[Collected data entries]

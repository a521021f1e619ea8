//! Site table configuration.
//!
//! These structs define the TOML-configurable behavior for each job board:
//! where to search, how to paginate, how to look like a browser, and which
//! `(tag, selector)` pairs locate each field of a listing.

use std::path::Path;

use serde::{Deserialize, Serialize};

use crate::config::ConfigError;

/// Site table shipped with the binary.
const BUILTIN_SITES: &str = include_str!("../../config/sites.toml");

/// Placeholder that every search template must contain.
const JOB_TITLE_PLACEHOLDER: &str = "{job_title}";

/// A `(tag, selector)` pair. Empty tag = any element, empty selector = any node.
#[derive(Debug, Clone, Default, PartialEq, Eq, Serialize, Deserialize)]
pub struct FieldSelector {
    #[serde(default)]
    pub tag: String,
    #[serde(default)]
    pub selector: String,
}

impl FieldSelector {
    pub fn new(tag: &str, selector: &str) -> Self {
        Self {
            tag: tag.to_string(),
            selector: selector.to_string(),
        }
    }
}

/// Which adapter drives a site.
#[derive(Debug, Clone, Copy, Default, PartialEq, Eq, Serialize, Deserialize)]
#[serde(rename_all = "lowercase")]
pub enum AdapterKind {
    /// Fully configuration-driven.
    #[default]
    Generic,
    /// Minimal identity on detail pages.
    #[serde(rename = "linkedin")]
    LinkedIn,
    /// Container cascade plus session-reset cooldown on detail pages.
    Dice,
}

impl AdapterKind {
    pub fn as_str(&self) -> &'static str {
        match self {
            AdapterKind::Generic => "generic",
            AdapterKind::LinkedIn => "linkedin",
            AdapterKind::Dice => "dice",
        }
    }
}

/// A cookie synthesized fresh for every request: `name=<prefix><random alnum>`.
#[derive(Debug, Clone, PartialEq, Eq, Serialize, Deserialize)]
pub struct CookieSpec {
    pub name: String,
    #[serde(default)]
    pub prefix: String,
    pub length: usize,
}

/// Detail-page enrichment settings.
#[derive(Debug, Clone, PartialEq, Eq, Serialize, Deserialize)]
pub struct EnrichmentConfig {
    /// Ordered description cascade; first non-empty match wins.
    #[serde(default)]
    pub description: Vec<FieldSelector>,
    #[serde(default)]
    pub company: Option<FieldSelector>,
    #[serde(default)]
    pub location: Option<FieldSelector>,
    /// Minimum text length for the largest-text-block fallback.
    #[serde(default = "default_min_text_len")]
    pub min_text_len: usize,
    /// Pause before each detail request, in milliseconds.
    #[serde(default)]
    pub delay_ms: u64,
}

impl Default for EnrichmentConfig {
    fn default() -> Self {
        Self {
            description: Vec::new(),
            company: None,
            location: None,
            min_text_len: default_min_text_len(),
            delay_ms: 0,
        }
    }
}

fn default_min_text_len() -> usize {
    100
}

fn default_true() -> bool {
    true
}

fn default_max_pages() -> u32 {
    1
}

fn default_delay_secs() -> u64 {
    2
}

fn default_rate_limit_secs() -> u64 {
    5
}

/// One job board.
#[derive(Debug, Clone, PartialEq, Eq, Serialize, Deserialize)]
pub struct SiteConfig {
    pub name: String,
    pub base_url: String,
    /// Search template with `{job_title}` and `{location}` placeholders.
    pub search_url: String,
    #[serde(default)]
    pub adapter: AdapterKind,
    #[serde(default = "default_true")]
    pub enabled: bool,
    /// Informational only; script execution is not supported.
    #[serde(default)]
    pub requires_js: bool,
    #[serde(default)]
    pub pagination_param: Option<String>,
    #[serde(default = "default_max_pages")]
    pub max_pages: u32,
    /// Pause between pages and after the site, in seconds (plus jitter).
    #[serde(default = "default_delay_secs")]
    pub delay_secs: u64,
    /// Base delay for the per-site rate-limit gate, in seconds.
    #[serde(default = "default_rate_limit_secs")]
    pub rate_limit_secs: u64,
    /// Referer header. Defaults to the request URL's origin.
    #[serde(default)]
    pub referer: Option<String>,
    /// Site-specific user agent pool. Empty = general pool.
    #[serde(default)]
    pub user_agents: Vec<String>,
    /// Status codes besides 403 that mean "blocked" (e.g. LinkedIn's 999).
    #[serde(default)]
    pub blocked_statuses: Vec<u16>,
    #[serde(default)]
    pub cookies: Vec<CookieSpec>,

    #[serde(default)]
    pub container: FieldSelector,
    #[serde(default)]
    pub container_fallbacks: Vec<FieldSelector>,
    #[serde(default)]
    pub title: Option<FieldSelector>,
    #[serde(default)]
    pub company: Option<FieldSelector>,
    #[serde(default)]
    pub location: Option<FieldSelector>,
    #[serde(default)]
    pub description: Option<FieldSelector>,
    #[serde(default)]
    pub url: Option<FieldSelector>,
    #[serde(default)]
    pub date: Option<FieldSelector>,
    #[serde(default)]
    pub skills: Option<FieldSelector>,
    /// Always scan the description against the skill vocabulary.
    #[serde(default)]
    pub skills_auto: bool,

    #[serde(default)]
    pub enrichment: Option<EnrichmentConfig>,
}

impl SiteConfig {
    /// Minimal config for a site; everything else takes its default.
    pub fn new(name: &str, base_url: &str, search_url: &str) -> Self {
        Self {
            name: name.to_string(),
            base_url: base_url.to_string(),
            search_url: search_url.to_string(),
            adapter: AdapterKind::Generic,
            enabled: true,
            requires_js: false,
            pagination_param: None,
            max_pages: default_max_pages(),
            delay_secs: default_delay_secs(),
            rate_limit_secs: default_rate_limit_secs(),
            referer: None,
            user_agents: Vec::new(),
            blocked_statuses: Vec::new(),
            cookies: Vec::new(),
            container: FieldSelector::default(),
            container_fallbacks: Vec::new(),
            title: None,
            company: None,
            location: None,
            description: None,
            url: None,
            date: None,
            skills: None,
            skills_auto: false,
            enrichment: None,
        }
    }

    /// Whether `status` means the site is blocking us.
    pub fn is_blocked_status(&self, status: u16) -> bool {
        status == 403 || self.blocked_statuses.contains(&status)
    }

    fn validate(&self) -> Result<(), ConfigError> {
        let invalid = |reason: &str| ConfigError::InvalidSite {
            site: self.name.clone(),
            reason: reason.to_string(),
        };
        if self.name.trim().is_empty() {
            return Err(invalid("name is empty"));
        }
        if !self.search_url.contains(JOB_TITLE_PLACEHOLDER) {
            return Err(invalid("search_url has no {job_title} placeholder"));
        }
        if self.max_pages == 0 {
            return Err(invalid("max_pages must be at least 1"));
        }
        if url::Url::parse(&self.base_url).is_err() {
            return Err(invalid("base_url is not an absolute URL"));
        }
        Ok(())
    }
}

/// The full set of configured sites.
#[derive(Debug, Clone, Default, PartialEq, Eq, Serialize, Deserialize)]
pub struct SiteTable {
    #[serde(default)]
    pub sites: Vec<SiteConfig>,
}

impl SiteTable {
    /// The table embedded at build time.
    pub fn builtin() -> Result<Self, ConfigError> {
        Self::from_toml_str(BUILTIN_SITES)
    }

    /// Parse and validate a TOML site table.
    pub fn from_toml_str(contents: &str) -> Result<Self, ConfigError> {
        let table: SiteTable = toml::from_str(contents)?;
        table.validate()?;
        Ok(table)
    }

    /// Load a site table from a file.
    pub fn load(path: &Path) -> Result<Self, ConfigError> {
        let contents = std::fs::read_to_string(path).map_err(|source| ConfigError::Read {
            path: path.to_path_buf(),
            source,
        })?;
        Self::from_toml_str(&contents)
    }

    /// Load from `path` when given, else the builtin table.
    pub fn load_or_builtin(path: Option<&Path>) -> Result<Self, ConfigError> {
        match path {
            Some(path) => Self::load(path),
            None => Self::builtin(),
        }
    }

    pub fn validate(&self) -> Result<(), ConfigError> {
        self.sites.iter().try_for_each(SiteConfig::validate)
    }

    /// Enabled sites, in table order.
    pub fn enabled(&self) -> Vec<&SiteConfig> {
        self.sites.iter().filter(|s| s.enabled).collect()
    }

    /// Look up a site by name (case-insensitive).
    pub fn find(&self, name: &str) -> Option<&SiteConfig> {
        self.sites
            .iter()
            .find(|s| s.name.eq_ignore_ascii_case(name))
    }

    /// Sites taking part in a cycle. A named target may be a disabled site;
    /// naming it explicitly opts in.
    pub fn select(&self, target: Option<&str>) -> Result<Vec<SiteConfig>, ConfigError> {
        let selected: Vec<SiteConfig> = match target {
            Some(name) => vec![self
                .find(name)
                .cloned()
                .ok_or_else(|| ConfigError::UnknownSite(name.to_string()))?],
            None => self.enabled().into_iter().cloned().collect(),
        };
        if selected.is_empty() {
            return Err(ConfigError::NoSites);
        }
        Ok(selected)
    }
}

● What needs to be done
Set down only the lines above that fall between the line holding "Copy, Default, PartialEq, Eq, Serialize, Deserialize)]" and the line holding "the largest-text-block fallback.", inclusive, keeping each exact.

● Written solution
#[derive(Debug, Clone, Copy, Default, PartialEq, Eq, Serialize, Deserialize)]
#[serde(rename_all = "lowercase")]
pub enum AdapterKind {
    /// Fully configuration-driven.
    #[default]
    Generic,
    /// Minimal identity on detail pages.
    #[serde(rename = "linkedin")]
    LinkedIn,
    /// Container cascade plus session-reset cooldown on detail pages.
    Dice,
}

impl AdapterKind {
    pub fn as_str(&self) -> &'static str {
        match self {
            AdapterKind::Generic => "generic",
            AdapterKind::LinkedIn => "linkedin",
            AdapterKind::Dice => "dice",
        }
    }
}

/// A cookie synthesized fresh for every request: `name=<prefix><random alnum>`.
#[derive(Debug, Clone, PartialEq, Eq, Serialize, Deserialize)]
pub struct CookieSpec {
    pub name: String,
    #[serde(default)]
    pub prefix: String,
    pub length: usize,
}

/// Detail-page enrichment settings.
#[derive(Debug, Clone, PartialEq, Eq, Serialize, Deserialize)]
pub struct EnrichmentConfig {
    /// Ordered description cascade; first non-empty match wins.
    #[serde(default)]
    pub description: Vec<FieldSelector>,
    #[serde(default)]
    pub company: Option<FieldSelector>,
    #[serde(default)]
    pub location: Option<FieldSelector>,
    /// Minimum text length for the largest-text-block fallback.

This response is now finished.